Crossposted on MathOverflow: https://mathoverflow.net/q/368381/461
Let $A$ be the $\mathbb R$-algebra of all $\mathbb R$-valued functions on $\mathbb N$, that is $$ A=\mathbb R^{\mathbb N}=\prod_{n\in \mathbb N}\mathbb R. $$ Let $\mathfrak a$ be the ideal of $A$ formed by the finitely supported $\mathbb R$-valued functions on $\mathbb N$, that is $$ \mathfrak a=\mathbb R^{(\mathbb N)}=\bigoplus_{n\in\mathbb N}\mathbb R. $$ Let $M$ be the set of those maximal ideals of $A$ which contain $\mathfrak a$.
Let us assume the Continuum Hypothesis.
I will make four statements, and my question will be: are these statements true? (I think they are true, but I'm far from being sure.)

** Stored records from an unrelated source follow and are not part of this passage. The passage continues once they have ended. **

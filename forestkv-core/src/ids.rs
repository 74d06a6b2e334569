//! Identifiers used across the log format, WAL, and node store.

use rand::RngCore;
use std::fmt;

/// A stable, human-chosen name for a participant. Just a string: the
/// working-directory layout (`<wd>/<machine_id>/0.wal`) is what gives it
/// meaning.
pub type MachineId = String;

/// A random 128-bit identifier assigned to every operation at WAL append
/// time, rendered as 36-char dashed lowercase hex (`8-4-4-4-12`).
///
/// Collisions are treated as impossible in practice; if one ever happened it
/// would surface deterministically as `NodeExists` at node-store insert
/// time rather than as silent corruption.
#[derive(Debug, Clone, PartialEq, Eq, Hash, PartialOrd, Ord, serde::Serialize, serde::Deserialize)]
pub struct Gid(String);

impl Gid {
    /// Generates a fresh random gid from a cryptographic RNG.
    pub fn new() -> Self {
        let mut bytes = [0u8; 16];
        rand::rng().fill_bytes(&mut bytes);
        Self(format_dashed_hex(&bytes))
    }

    /// The empty gid, used to mean "no parent" (`prev_gid` on a root op).
    pub fn empty() -> Self {
        Self(String::new())
    }

    pub fn is_empty(&self) -> bool {
        self.0.is_empty()
    }

    pub fn as_str(&self) -> &str {
        &self.0
    }
}

impl Default for Gid {
    fn default() -> Self {
        Self::empty()
    }
}

impl From<String> for Gid {
    fn from(s: String) -> Self {
        Self(s)
    }
}

impl From<&str> for Gid {
    fn from(s: &str) -> Self {
        Self(s.to_string())
    }
}

impl fmt::Display for Gid {
    fn fmt(&self, f: &mut fmt::Formatter<'_>) -> fmt::Result {
        write!(f, "{}", self.0)
    }
}

fn format_dashed_hex(bytes: &[u8; 16]) -> String {
    let mut s = String::with_capacity(36);
    for (i, group_len) in [4, 2, 2, 2, 6].iter().enumerate() {
        if i > 0 {
            s.push('-');
        }
        let start: usize = [0, 4, 6, 8, 10][i];
        for b in &bytes[start..start + group_len] {
            s.push_str(&format!("{:02x}", b));
        }
    }
    s
}

#[cfg(test)]
mod tests {
    use super::*;

    #[test]
    fn new_gid_has_dashed_hex_shape() {
        let gid = Gid::new();
        let s = gid.as_str();
        assert_eq!(s.len(), 36);
        let parts: Vec<&str> = s.split('-').collect();
        assert_eq!(parts.iter().map(|p| p.len()).collect::<Vec<_>>(), vec![
            8, 4, 4, 4, 12
        ]);
        assert!(s.chars().all(|c| c == '-' || c.is_ascii_hexdigit()));
    }

    #[test]
    fn new_gids_are_distinct() {
        let a = Gid::new();
        let b = Gid::new();
        assert_ne!(a, b);
    }

    #[test]
    fn empty_gid_round_trips_through_is_empty() {
        let g = Gid::empty();
        assert!(g.is_empty());
        assert_eq!(g.as_str(), "");
    }
}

(1) The fields $A/\mathfrak m$ and $A/\mathfrak n$ are isomorphic for all $\mathfrak m,\mathfrak n\in M$.
(2) Statement (1) follows from Corollary 6.1.2 in the book Model Theory (1990) by Keisler, H. Jerome and Chen-Chung Chang.
Here is the statement of Corollary 6.1.2:
And here is a corollary to the corollary:
Assume the continuum hypothesis. Suppose $\mathcal A$ is a model for a countable language $\mathcal L$ and $|A|\le\omega_1$. Then we have $\prod_D\mathcal A\cong\prod_E\mathcal A$ for all nonprincipal ultrafilters $D, E$ over $\omega$.
(3) However, it does not follow from Corollary 6.1.2 that $A/\mathfrak m$ and $A/\mathfrak n$ are isomorphic as extensions of $\mathbb R$ for all $\mathfrak m,\mathfrak n\in M$. This because in the case of extensions of $\mathbb R$ the language $\mathcal L$ is uncountable.
(4) More precisely the question of knowing if $A/\mathfrak m$ and $A/\mathfrak n$ are isomorphic as extensions of $\mathbb R$ for all $\mathfrak m,\mathfrak n\in M$ is an open problem.
Are Statements (1), (2), (3) and (4) above true?
Note that, since the fields $A/\mathfrak m$ and $A/\mathfrak n$ have $2^{2^{\aleph_0}}$ distinct structures of extensions of $\mathbb R$, as shown by Eric Wofsey, a field isomorphism between these two fields will not be $\mathbb R$-linear in general.
For the sake of completeness let me spell out the condition "$A/\mathfrak m$ and $A/\mathfrak n$ are isomorphic as extensions of $\mathbb R$". Let $\Delta:\mathbb R\to A$ be the diagonal morphism defined by $$ (\Delta(c))(x)=c\quad(\forall\ x\in\mathbb R), $$ let $\pi_{\mathfrak m}:A\to A/\mathfrak m$ and $\pi_{\mathfrak n}:A\to A/\mathfrak n$ be the canonical projections, and let $\phi:A/\mathfrak m\to A/\mathfrak n$ be an isomorphism of fields. Then $\phi$ is an isomorphism of extensions of $\mathbb R$ if and only if we have $$ \phi\circ\pi_{\mathfrak m}\circ\Delta=\pi_{\mathfrak n}\circ\Delta. $$ EDIT. One can easily prove in ZFC that the transcendence degree of $A/\mathfrak m$ over $\mathbb R$ is $2^{\aleph_0}$; in particular it does not depend on $\mathfrak m$. Indeed, for $x\in\mathbb R$ define $f_x\in\mathbb R^{\mathbb N}=A$ by $f_x(n)=e^{e^{nx}}$ [or $f_x(n)=\exp(\exp(nx))$ if you don't like small letters] and let $g_x$ be the image of $f_x$ in $A/\mathfrak m$. Then a straightforward argument shows that the subset $\{g_x\ |\ x>0\}\subset A/\mathfrak m$ is algebraically independent over $\mathbb R$.